Nearly all GEB pilots and experiments today are in the residential sector. The pilots include behind-the-meter batteries, smart thermostats (demand response), and the rates discussed in the previous section. I haven’t seen polling on it, but I believe people are more tolerant of temperature swings and living their lives around their electric tariff at home than they are at work. I am.

To achieve persistence with retro-commissioning measures, in addition to describing to customers how systems work, how they were wasting energy, and what we did to fix it, we apply the credo of do no harm. That is, do nothing the occupants will notice unless it improves their environment – improve temperature and humidity control, eliminate dumping cold air on heads, decrease flow noise, etc.

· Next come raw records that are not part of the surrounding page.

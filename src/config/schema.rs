//! Configuration schema definitions.
//!
//! This module defines the complete configuration structure for the
//! dispatcher. All types derive Serde traits for deserialization from
//! config files.

use serde::{Deserialize, Serialize};
use std::collections::BTreeMap;

/// Root configuration for the dispatcher.
#[derive(Debug, Clone, Deserialize, Serialize, Default)]
#[serde(default)]
pub struct DispatchConfig {
    /// Listener configuration (bind address, concurrency).
    pub listener: ListenerConfig,

    /// Timeout configuration.
    pub timeouts: TimeoutConfig,

    /// Request dispatch behaviour.
    pub dispatch: DispatchSettings,

    /// Pattern index construction.
    pub index: IndexConfig,

    /// Backend definitions and overrides.
    pub backends: Vec<BackendConfig>,

    /// Observability settings.
    pub observability: ObservabilityConfig,

    /// Admin API settings.
    pub admin: AdminConfig,
}

/// Listener configuration.
#[derive(Debug, Clone, Deserialize, Serialize)]
#[serde(default)]
pub struct ListenerConfig {
    /// Bind address (e.g., "0.0.0.0:4566").
    pub bind_address: String,

    /// Maximum requests processed concurrently (backpressure).
    pub max_concurrent_requests: usize,
}

impl Default for ListenerConfig {
    fn default() -> Self {
        Self {
            bind_address: "127.0.0.1:4566".to_string(),
            max_concurrent_requests: 1_024,
        }
    }
}

/// Timeout configuration for various operations.
#[derive(Debug, Clone, Deserialize, Serialize)]
#[serde(default)]
pub struct TimeoutConfig {
    /// Upstream connection establishment timeout in seconds.
    pub connect_secs: u64,

    /// Request timeout (total time for request/response) in seconds.
    pub request_secs: u64,
}

impl Default for TimeoutConfig {
    fn default() -> Self {
        Self {
            connect_secs: 5,
            request_secs: 30,
        }
    }
}

/// How requests are scoped and what happens when nothing matches.
#[derive(Debug, Clone, Deserialize, Serialize)]
#[serde(default)]
pub struct DispatchSettings {
    /// Region used when neither the signature nor the host names one.
    pub default_region: String,

    /// Account every request is scoped to.
    pub default_account_id: String,

    /// Resolve unmatched URLs through the SigV4 credential scope.
    pub infer_from_signature: bool,

    /// Backend that receives requests no pattern claims. Unset means 404.
    pub fallback_backend: Option<String>,
}

impl Default for DispatchSettings {
    fn default() -> Self {
        Self {
            default_region: "us-east-1".to_string(),
            default_account_id: "123456789012".to_string(),
            infer_from_signature: true,
            fallback_backend: None,
        }
    }
}

/// Pattern index construction settings.
#[derive(Debug, Clone, Deserialize, Serialize)]
#[serde(default)]
pub struct IndexConfig {
    /// Start from the builtin service table.
    pub include_builtin: bool,

    /// Apply the builtin exclusion set.
    pub default_exclusions: bool,

    /// Additional backends to exclude.
    pub exclusions: Vec<String>,

    /// Additional renames applied before lookup (listed name → qualified name).
    pub aliases: BTreeMap<String, String>,

    /// Where to persist the built index as a JSON artifact.
    pub artifact_path: Option<String>,

    /// Load the artifact at startup instead of building, when it exists.
    pub prefer_artifact: bool,
}

impl Default for IndexConfig {
    fn default() -> Self {
        Self {
            include_builtin: true,
            default_exclusions: true,
            exclusions: Vec::new(),
            aliases: BTreeMap::new(),
            artifact_path: None,
            prefer_artifact: false,
        }
    }
}

/// Upstream selection strategy for a backend.
#[derive(Debug, Clone, Copy, Deserialize, Serialize, PartialEq, Eq, Default)]
#[serde(rename_all = "snake_case")]
pub enum BalanceStrategy {
    #[default]
    RoundRobin,
    LeastConnections,
}

/// Backend definition or override.
#[derive(Debug, Clone, Deserialize, Serialize)]
pub struct BackendConfig {
    /// Backend identifier.
    pub name: String,

    /// URL base patterns. Non-empty replaces (or adds) the registry
    /// definition for this backend.
    #[serde(default)]
    pub url_bases: Vec<String>,

    /// Upstream addresses (e.g., "127.0.0.1:7001") serving this backend.
    /// Empty means the builtin stub answers.
    #[serde(default)]
    pub upstreams: Vec<String>,

    /// Upstream selection strategy.
    #[serde(default)]
    pub balance: BalanceStrategy,

    /// Maximum concurrent connections per upstream.
    #[serde(default = "default_max_upstream_conns")]
    pub max_connections: usize,
}

impl Default for BackendConfig {
    fn default() -> Self {
        Self {
            name: String::new(),
            url_bases: Vec::new(),
            upstreams: Vec::new(),
            balance: BalanceStrategy::default(),
            max_connections: default_max_upstream_conns(),
        }
    }
}

fn default_max_upstream_conns() -> usize {
    100
}

/// Observability configuration.
#[derive(Debug, Clone, Deserialize, Serialize)]
#[serde(default)]
pub struct ObservabilityConfig {
    /// Log level (trace, debug, info, warn, error).
    pub log_level: String,

    /// Enable metrics endpoint.
    pub metrics_enabled: bool,

    /// Metrics endpoint bind address.
    pub metrics_address: String,
}

impl Default for ObservabilityConfig {
    fn default() -> Self {
        Self {
            log_level: "info".to_string(),
            metrics_enabled: false,
            metrics_address: "127.0.0.1:9090".to_string(),
        }
    }
}

/// Admin API configuration.
#[derive(Debug, Clone, Deserialize, Serialize)]
#[serde(default)]
pub struct AdminConfig {
    /// Enable the admin API.
    pub enabled: bool,

    /// API key for authentication (Bearer token).
    pub api_key: String,

    /// Admin API bind address.
    pub bind_address: String,
}

impl Default for AdminConfig {
    fn default() -> Self {
        Self {
            enabled: false,
            // WARNING: This is a placeholder! Change this in production.
            api_key: "CHANGE_ME_IN_PRODUCTION".to_string(),
            bind_address: "127.0.0.1:4567".to_string(),
        }
    }
}

#[cfg(test)]
mod tests {
    use super::*;

    #[test]
    fn test_minimal_toml_uses_defaults() {
        let config: DispatchConfig = toml::from_str("").unwrap();
        assert_eq!(config.listener.bind_address, "127.0.0.1:4566");
        assert!(config.index.include_builtin);
        assert!(config.dispatch.infer_from_signature);
        assert!(config.backends.is_empty());
    }

    #[test]
    fn test_full_toml() {
        let config: DispatchConfig = toml::from_str(
            r#"
            [listener]
            bind_address = "0.0.0.0:5000"

            [dispatch]
            default_region = "eu-west-1"
            fallback_backend = "s3"

            [index]
            exclusions = ["kinesis"]
            artifact_path = "target/backend_index.json"

            [index.aliases]
            legacy_sqs = "sqs"

            [[backends]]
            name = "ledger"
            url_bases = ['https?://ledger\.(.+)\.amazonaws\.com']

            [[backends]]
            name = "sqs"
            upstreams = ["127.0.0.1:7001", "127.0.0.1:7002"]
            balance = "least_connections"
            "#,
        )
        .unwrap();

        assert_eq!(config.listener.bind_address, "0.0.0.0:5000");
        assert_eq!(config.listener.max_concurrent_requests, 1_024);
        assert_eq!(config.dispatch.fallback_backend.as_deref(), Some("s3"));
        assert_eq!(config.index.aliases.get("legacy_sqs").map(String::as_str), Some("sqs"));
        assert_eq!(config.backends.len(), 2);
        assert_eq!(config.backends[0].url_bases.len(), 1);
        assert_eq!(config.backends[1].balance, BalanceStrategy::LeastConnections);
        assert_eq!(config.backends[1].max_connections, 100);
    }
}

We avoid curtailment that changes space conditions, especially around peak times or during business opening hours. That would result in things being undone.

Operational or retro-commissioning measures that don’t impact productivity or comfort should be done anyway. That is energy efficiency per that first curve in last week’s post. These are not interactive GEB measures. It’s not interactive. Maybe this is why the “I” for “interactive” is not in GEB? Interactive measures will require some type of storage (electric, thermal, or other), an alternative energy supply like fuel switching or an on-site generator, or some level of persuasion to employees and customers that the noticeable GEB measure is worth it to THEM. Good luck.

Measuring GEBs

The last complexity topic of the day is measuring GEB impacts. Again, another reason the GEB experiments have started in residential is that they can be deployed without compensation to customers. In some cases, GEBs can be monetized for residential customers. There are easy ways to do that.

For commercial and industrial customers, you’re dealing with nasty counterfactuals to determine the customer’s contribution to the grid as a GEB resource. This may be a reasonable undertaking for a few large customers once or twice a year, but GEBs, at least in my mind, require much more frequent deployment – a few kW today in the morning, a hundred tomorrow at 17:30, etc. How does anyone measure all that? I have a solution.

Close

Yay! Today we covered one of the five categories of GEB challenges from the DOE GEB Roadmap. We’ll see how far we get next week. In the end, rest assured, I’ll have solutions for every challenge, cuz that’s what I do.

[1] Poorly written because GEBs are not a “technology.” There are limitless GEB technologies and approaches.